Abraham Romano: La voz incansable por los secuestrados del 7 de octubre

Todos los domingos, sin falta, “religiosamente”, Abraham Romano Cohen toma las calles acompañado por un grupo de personas profundamente comprometidas con Run For Their Lives; un movimiento internacional surgido tras la masacre perpetrada por Hamás en Israel. Desde aquel fatídico 7 de octubre, él —junto con este colectivo de voces decididas— ha optado por no guardar silencio.

Con una convicción inquebrantable, los miembros de Run For Their Lives marchan cada semana, llevando la bandera de Israel en una mano, la de México en la otra, y los rostros de los secuestrados impresos en el pecho… y en la memoria.

Empresario y licenciado en sistemas computacionales por la Universidad Iberoamericana, Abraham hoy lleva con orgullo el título que considera más importante: el de activista. Él creció inmerso en la dinámica de los movimientos juveniles sionistas (tnuot noar), estructuras educativas y culturales que han sido fundamentales para forjar su identidad y compromiso. Fue roshken (líder juvenil) en uno de estos movimientos y participó activamente en su asamblea de líderes. “Mucho de lo que soy es gracias a mi tnuá”, confiesa con gratitud.

El sionismo no es para él una postura política, sino parte integral de su identidad. En la preparatoria ganó el Jidón Hatzionut, una competencia de conocimientos sobre la historia de Israel, y desde entonces su compromiso no ha hecho más que crecer.

El 7 de octubre: un parteaguas

La masacre del 7 de octubre fue un punto de inflexión para Abraham Romano Cohen. Para él, ese día representó un cambio de paradigma sobre la complejidad del conflicto y las dificultades para alcanzar una solución pacífica.

Lo que siguió a la masacre fue igual de revelador: una oleada global de antisemitismo que, como él mismo describe, no resurgió… porque nunca se fue. Esa conciencia lo impulsó a actuar, no solo para defender a Israel, sino para alzar la voz contra el odio que ha perseguido al pueblo judío por generaciones.

Caminatas que hablan por quienes no pueden

Junto a otros miembros de Run For Their Lives, Romano marcha cada semana en el corazón de la Ciudad de México. “Es lo único que podemos hacer desde la diáspora”, dice. El objetivo: visibilizar la tragedia, honrar a los secuestrados, exigir su regreso y recordarle al mundo que el terrorismo no puede normalizarse.

Las reacciones son mixtas: aplausos emocionados desde restaurantes, gritos hostiles en la vía pública.

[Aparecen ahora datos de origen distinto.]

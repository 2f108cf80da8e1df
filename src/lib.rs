#![cfg_attr(doc, doc = include_str!("../README.md"))]

pub mod config;
pub mod error;

mod dialer;
mod endpoint;
mod keepalive;
mod reader;
mod supervisor;
mod types;
mod writer;

pub use config::Config;
pub use endpoint::Endpoint;
pub use error::Error;
/// HTTP header map type accepted at construction, re-exported from the
/// underlying transport.
pub use tokio_tungstenite::tungstenite::http::HeaderMap;
pub use types::{Command, State, Status};

pub type Result<T> = std::result::Result<T, Error>;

En ocasiones han recibido insultos y amenazas, pero también han vivido momentos que les devuelven la esperanza, como cuando un restaurante entero se puso de pie para aplaudir su paso.

El activismo de Abraham no termina en la marcha. Ha lanzado dos podcasts: “Sionismo, una identidad”, donde traza la historia de Israel desde Abraham hasta nuestros días, y “Antisemitismo en la historia”, un espacio para entender las raíces y las expresiones contemporáneas del odio antijudío.

También ha impulsado iniciativas como cartas abiertas publicadas en medios nacionales y distribución semanal de volantes con historias de secuestrados y víctimas. “Yo diseño esos materiales. Los niños me rompen el corazón. Me identifico también con los que son de mi edad, pero los jóvenes… eso es devastador”.

¿Y la comunidad?

Romano opina que el judío actual ya no es el mismo que el de antes: hoy tiene una voz, una defensa y un Estado, y no debe callar.

Se acerca el segundo aniversario de la masacre del 7 de octubre. Nadie imaginó que a estas alturas seguiría habiendo rehenes en manos de Hamás. Para Romano, el verdadero error no fue lo que ocurrió ese día, sino haber permitido que llegara a suceder. Desde entonces, considera que Israel y el pueblo judío han quedado en una situación extremadamente compleja.

A pesar del dolor, mantiene la esperanza. “Si algún día regresan todos, vivos y muertos, nos vamos a reunir para celebrar. Y aunque no sé si seguiremos con otras acciones, todos deseamos lo mismo: que termine la guerra, que regrese la paz. Pero hasta que no vuelvan, no podemos parar”.

Abraham Romano no se cansa de caminar, de resistir y de crear. Porque en su andar silencioso con pancartas y banderas, lleva el eco de quienes hoy no pueden hablar por sí mismos. Su compromiso nos recuerda que hay causas que no se pueden abandonar.

Y que, a veces, caminar es una forma de resistir.